++++ SUPPLIED INFORMATION

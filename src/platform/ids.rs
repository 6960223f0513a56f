//! Process-unique identities for acquired resources.

use std::fmt;
use std::sync::atomic::{AtomicU64, Ordering};

static NEXT_ID: AtomicU64 = AtomicU64::new(1);

/// Opaque identity of one acquired resource.
///
/// Ids travel with the resource on transfer and are shared by every
/// handle aliasing it, so two owners compare equal iff they own the
/// same resource instance.
#[derive(Debug, Clone, Copy, PartialEq, Eq, Hash, PartialOrd, Ord)]
pub struct ResourceId {
    id: u64,
}

impl ResourceId {
    /// Create an invalid (null) id.
    #[inline]
    pub const fn invalid() -> Self {
        Self { id: 0 }
    }

    /// Check if this id is valid (non-zero).
    #[inline]
    pub const fn is_valid(&self) -> bool {
        self.id != 0
    }

    /// Raw numeric value, zero when invalid.
    #[inline]
    pub const fn get(&self) -> u64 {
        self.id
    }

    pub(crate) fn next() -> Self {
        Self {
            id: NEXT_ID.fetch_add(1, Ordering::Relaxed),
        }
    }
}

impl Default for ResourceId {
    fn default() -> Self {
        Self::invalid()
    }
}

impl fmt::Display for ResourceId {
    fn fmt(&self, f: &mut fmt::Formatter<'_>) -> fmt::Result {
        if self.is_valid() {
            write!(f, "#{}", self.id)
        } else {
            f.write_str("#-")
        }
    }
}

++++++++

* **EXERCISE**
Please count, in the material above, the lines that hold the word "impl", and report only the total.

* **ANSWER TO THIS EXERCISE**
3